» DIRECTIONS
Return each line exactly as written. Begin with the first line of the entries and end with the line that has "Candidates come from".

» MATERIAL FOR THE TASK

□ □ □

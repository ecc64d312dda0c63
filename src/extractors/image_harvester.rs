//! Product image harvesting, normalization, and deduplication.
//!
//! Candidates come from three independent sources: element attributes,
//! inline-script bodies gated by a marker token, and og/twitter meta tags.
//! Every candidate is canonicalized (https, query stripped, vendor variant
//! suffixes collapsed) so the same underlying asset reached through different
//! URL variants deduplicates to one entry, then validated against the
//! configured allow/deny lists. First-seen order is preserved.

use std::collections::HashSet;

use regex::Regex;
use scraper::Selector;
use serde::Serialize;
use tracing::{debug, warn};
use url::Url;

use crate::config::ImageHarvestConfig;
use crate::document::RawDocument;

/// Where an image candidate was observed. Transient; exists only while
/// harvesting.
#[derive(Debug, Clone, Copy, PartialEq, Eq, Serialize)]
#[serde(rename_all = "kebab-case")]
pub enum ImageSource {
    DomSrc,
    DomDataAttr,
    EmbeddedJson,
    MetaTag,
}

#[derive(Debug, Clone)]
pub struct ImageCandidate {
    pub raw_url: String,
    pub source: ImageSource,
}

/// Attributes read off elements matched by the configured selectors.
const DOM_URL_ATTRS: [(&str, ImageSource); 3] = [
    ("src", ImageSource::DomSrc),
    ("data-src", ImageSource::DomDataAttr),
    ("data-image", ImageSource::DomDataAttr),
];

/// Harvest, normalize, validate, and deduplicate product image URLs.
///
/// Returns the surviving canonical URLs in first-seen order. An empty result
/// means no source produced a valid product image; the caller substitutes
/// the configured placeholder sequence and flags the record.
pub fn harvest_images(doc: &RawDocument, config: &ImageHarvestConfig) -> Vec<String> {
    let candidates = collect_candidates(doc, config);
    debug!(count = candidates.len(), "image candidates collected");

    let mut seen: HashSet<String> = HashSet::new();
    let mut images = Vec::new();

    for candidate in candidates {
        let Some(canonical) = normalize_url(&candidate.raw_url, doc.origin(), config) else {
            continue;
        };
        if !passes_validation(&canonical, config) {
            continue;
        }
        if seen.insert(canonical.clone()) {
            images.push(canonical);
        }
    }

    debug!(count = images.len(), "images after validation and dedup");
    images
}

fn collect_candidates(doc: &RawDocument, config: &ImageHarvestConfig) -> Vec<ImageCandidate> {
    let mut candidates = Vec::new();

    // Source (a): element attributes.
    for selector_str in &config.selectors {
        let Ok(selector) = Selector::parse(selector_str) else {
            warn!(selector = selector_str, "invalid CSS selector in image config");
            continue;
        };
        for element in doc.dom().select(&selector) {
            for (attr, source) in DOM_URL_ATTRS {
                if let Some(value) = element.value().attr(attr) {
                    if !value.trim().is_empty() {
                        candidates.push(ImageCandidate {
                            raw_url: value.trim().to_string(),
                            source,
                        });
                    }
                }
            }
        }
    }

    // Source (b): URLs inside marked inline scripts.
    if !config.script_markers.is_empty() {
        if let Some(url_re) = image_url_regex(&config.allowed_extensions) {
            let script_selector = Selector::parse("script").unwrap();
            for element in doc.dom().select(&script_selector) {
                let body = element.text().collect::<String>();
                if !config.script_markers.iter().any(|m| body.contains(m.as_str())) {
                    continue;
                }
                for m in url_re.find_iter(&body) {
                    // Script payloads escape slashes as \/ routinely.
                    let raw = m.as_str().replace("\\/", "/");
                    candidates.push(ImageCandidate {
                        raw_url: raw,
                        source: ImageSource::EmbeddedJson,
                    });
                }
            }
        }
    }

    // Source (c): og:image / twitter:image meta tags.
    let meta_selector = Selector::parse(
        r#"meta[property="og:image"], meta[name="twitter:image"], meta[property="twitter:image"]"#,
    )
    .unwrap();
    for element in doc.dom().select(&meta_selector) {
        if let Some(content) = element.value().attr("content") {
            if !content.trim().is_empty() {
                candidates.push(ImageCandidate {
                    raw_url: content.trim().to_string(),
                    source: ImageSource::MetaTag,
                });
            }
        }
    }

    candidates
}

/// URL-shaped substrings ending in an allowed image extension.
fn image_url_regex(extensions: &[String]) -> Option<Regex> {
    if extensions.is_empty() {
        return None;
    }
    let exts = extensions
        .iter()
        .map(|e| regex::escape(e))
        .collect::<Vec<_>>()
        .join("|");
    // Tolerates escaped slashes inside JSON string values.
    let pattern = format!(r#"(?i)(?:https?:)?(?:\\/\\/|//)[^\s"'<>,()]+?\.(?:{exts})"#);
    match Regex::new(&pattern) {
        Ok(re) => Some(re),
        Err(e) => {
            warn!(error = %e, "image extension list produced an invalid pattern");
            None
        }
    }
}

/// Canonicalize one raw candidate. `None` drops the candidate.
fn normalize_url(raw: &str, origin: Option<&Url>, config: &ImageHarvestConfig) -> Option<String> {
    let mut s = raw.trim().to_string();

    // Query string and fragment never distinguish assets.
    if let Some(cut) = s.find(['?', '#']) {
        s.truncate(cut);
    }

    if let Some(rest) = s.strip_prefix("//") {
        s = format!("https://{rest}");
    } else if s.starts_with('/') {
        // Root-relative: only resolvable when the document knows its origin.
        let base = origin?;
        s = base.join(&s).ok()?.to_string();
    } else if let Some(rest) = s.strip_prefix("http://") {
        s = format!("https://{rest}");
    } else if !s.starts_with("https://") {
        return None;
    }

    // Collapse vendor compressed-variant suffixes: abc.jpg_.webp and
    // abc.jpg_400x400.jpg both refer to the asset abc.jpg.
    if let Some(re) = variant_suffix_regex(&config.allowed_extensions) {
        s = re.replace(&s, "$1").to_string();
    }

    Some(s)
}

fn variant_suffix_regex(extensions: &[String]) -> Option<Regex> {
    if extensions.is_empty() {
        return None;
    }
    let exts = extensions
        .iter()
        .map(|e| regex::escape(e))
        .collect::<Vec<_>>()
        .join("|");
    Regex::new(&format!(r"(?i)(\.(?:{exts}))_[A-Za-z0-9._\-]*$")).ok()
}

/// All three predicates must pass: allow-listed host, supported extension,
/// no UI-asset exclusion token.
fn passes_validation(canonical: &str, config: &ImageHarvestConfig) -> bool {
    let Ok(parsed) = Url::parse(canonical) else {
        return false;
    };
    let Some(host) = parsed.host_str() else {
        return false;
    };

    let domain_ok = config.allowed_domains.is_empty()
        || config
            .allowed_domains
            .iter()
            .any(|d| host == d || host.ends_with(&format!(".{d}")));
    if !domain_ok {
        return false;
    }

    let lower = canonical.to_ascii_lowercase();
    let extension_ok = config
        .allowed_extensions
        .iter()
        .any(|ext| lower.ends_with(&format!(".{}", ext.to_ascii_lowercase())));
    if !extension_ok {
        return false;
    }

    !config
        .excluded_tokens
        .iter()
        .any(|token| !token.is_empty() && lower.contains(&token.to_ascii_lowercase()))
}
//! Embedded-object location inside inline-script payloads.
//!
//! Product data on hostile pages usually lives as a JSON blob assigned to a
//! global inside a larger, non-JSON JavaScript statement. Given a marker
//! token (e.g. `window.runParams`), the locator scans forward to the first
//! `{` and extracts the smallest balanced object, ignoring braces inside
//! string literals. The result is handed to strict `serde_json`; loose
//! JavaScript literals can be repaired with [`parse_loose`] as a second step.

use serde_json::Value;

use crate::error::ExtractError;

/// Locate the balanced `{...}` object following the first occurrence of
/// `marker` in `text`.
///
/// Returns `Ok(None)` when the marker is absent or no opening brace follows
/// it. Returns [`ExtractError::MalformedEmbeddedObject`] when an object
/// opens but brace depth never returns to zero before end-of-text — a broken
/// structural assumption worth logging, distinct from a plain miss.
pub fn locate_object<'a>(text: &'a str, marker: &str) -> Result<Option<&'a str>, ExtractError> {
    let Some(marker_at) = text.find(marker) else {
        return Ok(None);
    };
    let after = &text[marker_at + marker.len()..];
    let Some(brace_at) = after.find('{') else {
        return Ok(None);
    };
    let body = &after[brace_at..];

    // Three-field scan state: quote context, pending escape, brace depth.
    // The escape flag is consumed before the quote check so that an escaped
    // backslash followed by a quote toggles string state correctly.
    let mut in_string: Option<char> = None;
    let mut escape_next = false;
    let mut depth: u32 = 0;

    for (i, c) in body.char_indices() {
        if escape_next {
            escape_next = false;
            continue;
        }
        match in_string {
            Some(quote) => match c {
                '\\' => escape_next = true,
                _ if c == quote => in_string = None,
                _ => {}
            },
            None => match c {
                '"' | '\'' => in_string = Some(c),
                '{' => depth += 1,
                '}' => {
                    depth -= 1;
                    if depth == 0 {
                        return Ok(Some(&body[..i + c.len_utf8()]));
                    }
                }
                _ => {}
            },
        }
    }

    Err(ExtractError::MalformedEmbeddedObject {
        marker: marker.to_string(),
    })
}

/// Locate and strictly parse the object following `marker`.
///
/// Distinguishes all three outcomes: `Ok(None)` when nothing was found,
/// [`ExtractError::MalformedEmbeddedObject`] when the scan never closed, and
/// [`ExtractError::UnparsableExtractedObject`] when a balanced substring
/// existed but was not valid JSON.
pub fn extract_object(text: &str, marker: &str) -> Result<Option<Value>, ExtractError> {
    let Some(candidate) = locate_object(text, marker)? else {
        return Ok(None);
    };
    match serde_json::from_str(candidate) {
        Ok(value) => Ok(Some(value)),
        Err(e) => Err(ExtractError::UnparsableExtractedObject {
            marker: marker.to_string(),
            reason: e.to_string(),
        }),
    }
}

/// Repair a raw JavaScript object literal into parseable JSON.
///
/// Handles the three syntaxes that break strict parsing in practice: single
/// quotes, trailing commas, and unquoted keys. Intended as the caller-chosen
/// fallback after [`ExtractError::UnparsableExtractedObject`].
pub fn parse_loose(raw: &str) -> Result<Value, serde_json::Error> {
    if let Ok(v) = serde_json::from_str(raw) {
        return Ok(v);
    }

    let mut json_str = raw.replace('\'', "\"");

    let trailing_comma = regex::Regex::new(r",\s*([}\]])").unwrap();
    json_str = trailing_comma.replace_all(&json_str, "$1").to_string();

    let unquoted_key = regex::Regex::new(r#"([{,]\s*)(\w+)\s*:"#).unwrap();
    json_str = unquoted_key.replace_all(&json_str, r#"$1"$2":"#).to_string();

    serde_json::from_str(&json_str)
}

/// Navigate a dot path inside a parsed value. Segments are tried as object
/// keys first, then as array indices. `None` when any segment is missing.
pub fn navigate_path<'a>(value: &'a Value, path: &str) -> Option<&'a Value> {
    let mut current = value;
    for segment in path.split('.').filter(|s| !s.is_empty()) {
        current = match current.get(segment) {
            Some(v) => v,
            None => {
                let idx = segment.parse::<usize>().ok()?;
                current.get(idx)?
            }
        };
    }
    Some(current)
}

#[cfg(test)]
mod tests {
    use super::*;

    #[test]
    fn test_locates_object_after_marker() {
        let text = r#"window.ctx = {"result":{"data":{"subject":"Test Shirt"}}};"#;
        let found = locate_object(text, "window.ctx").unwrap().unwrap();
        assert_eq!(found, r#"{"result":{"data":{"subject":"Test Shirt"}}}"#);

        let parsed: Value = serde_json::from_str(found).unwrap();
        assert_eq!(parsed["result"]["data"]["subject"], "Test Shirt");
    }

    #[test]
    fn test_smallest_balanced_object_in_iife() {
        let text = r#"var x = (function(){ return 1; })(); window.runParams = {"a":{"b":2}}; init();"#;
        let found = locate_object(text, "window.runParams").unwrap().unwrap();
        assert_eq!(found, r#"{"a":{"b":2}}"#);
    }

    #[test]
    fn test_braces_inside_strings_do_not_affect_depth() {
        // Unbalanced brace counts inside the string value.
        let text = r#"cfg = {"note": "use {curly}} braces {{{", "n": 1}"#;
        let found = locate_object(text, "cfg").unwrap().unwrap();
        assert_eq!(found, r#"{"note": "use {curly}} braces {{{", "n": 1}"#);
        assert!(serde_json::from_str::<Value>(found).is_ok());
    }

    #[test]
    fn test_single_quoted_strings_shield_braces() {
        let text = r#"data = {'note': 'a } b', 'k': {'v': 1}} trailing"#;
        let found = locate_object(text, "data").unwrap().unwrap();
        assert_eq!(found, r#"{'note': 'a } b', 'k': {'v': 1}}"#);
    }

    #[test]
    fn test_escaped_backslash_before_quote() {
        // The string value ends in an escaped backslash; the quote after it
        // must close the string, and the brace after that must close the
        // object.
        let text = r#"m = {"path": "C:\\", "x": 1}"#;
        let found = locate_object(text, "m =").unwrap().unwrap();
        assert_eq!(found, r#"{"path": "C:\\", "x": 1}"#);

        let parsed: Value = serde_json::from_str(found).unwrap();
        assert_eq!(parsed["path"], "C:\\");
        assert_eq!(parsed["x"], 1);
    }

    #[test]
    fn test_escaped_quote_stays_inside_string() {
        let text = r#"m = {"quote": "he said \"}\" loudly", "y": 2} rest"#;
        let found = locate_object(text, "m").unwrap().unwrap();
        let parsed: Value = serde_json::from_str(found).unwrap();
        assert_eq!(parsed["y"], 2);
    }

    #[test]
    fn test_marker_absent_is_not_found() {
        assert_eq!(locate_object("no data here", "window.ctx").unwrap(), None);
    }

    #[test]
    fn test_no_brace_after_marker_is_not_found() {
        assert_eq!(
            locate_object("window.ctx = null;", "window.ctx").unwrap(),
            None
        );
    }

    #[test]
    fn test_unbalanced_input_is_malformed_not_a_panic() {
        let text = r#"window.ctx = {"open": {"never": "closed""#;
        let err = locate_object(text, "window.ctx").unwrap_err();
        assert_eq!(
            err,
            ExtractError::MalformedEmbeddedObject {
                marker: "window.ctx".to_string()
            }
        );
    }

    #[test]
    fn test_unparsable_object_is_distinct_from_not_found() {
        // Balanced but raw JS literal syntax: unquoted keys.
        let text = "window.cfg = {price: 19.99, currency: 'EUR'}";
        let err = extract_object(text, "window.cfg").unwrap_err();
        match err {
            ExtractError::UnparsableExtractedObject { marker, .. } => {
                assert_eq!(marker, "window.cfg");
            }
            other => panic!("expected UnparsableExtractedObject, got {other:?}"),
        }

        // And not-found stays a plain miss.
        assert_eq!(extract_object(text, "window.other").unwrap(), None);
    }

    #[test]
    fn test_parse_loose_repairs_js_literals() {
        // Standard JSON passes through.
        let v = parse_loose(r#"{"name": "test"}"#).unwrap();
        assert_eq!(v["name"], "test");

        // Single quotes.
        let v = parse_loose(r#"{'name': 'test'}"#).unwrap();
        assert_eq!(v["name"], "test");

        // Trailing comma.
        let v = parse_loose(r#"{"name": "test",}"#).unwrap();
        assert_eq!(v["name"], "test");

        // Unquoted keys.
        let v = parse_loose(r#"{name: "test", price: 19.99}"#).unwrap();
        assert_eq!(v["price"], 19.99);
    }

    #[test]
    fn test_round_trip_with_nested_structures() {
        let original = serde_json::json!({
            "result": {
                "data": {
                    "items": [{"id": 1, "note": "brace } here"}, {"id": 2}],
                    "title": "nested \"quotes\" and \\slashes\\"
                }
            }
        });
        let text = format!("window.__DATA__ = {}; (function(){{}})();", original);

        let found = locate_object(&text, "window.__DATA__").unwrap().unwrap();
        let reparsed: Value = serde_json::from_str(found).unwrap();
        assert_eq!(reparsed, original);
    }

    #[test]
    fn test_navigate_path_keys_and_indices() {
        let v = serde_json::json!({
            "result": {"data": {"items": [{"id": "a"}, {"id": "b"}]}}
        });

        assert_eq!(
            navigate_path(&v, "result.data.items.1.id").unwrap(),
            &Value::String("b".to_string())
        );
        assert!(navigate_path(&v, "result.missing.items").is_none());
        assert!(navigate_path(&v, "result.data.items.7").is_none());
    }
}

□ □ □

» ANSWER BOX
repository ecc64d312dda0c63
filename src/extractors/image_harvester.rs
//! Product image harvesting, normalization, and deduplication.
//!
//! Candidates come from three independent sources: element attributes,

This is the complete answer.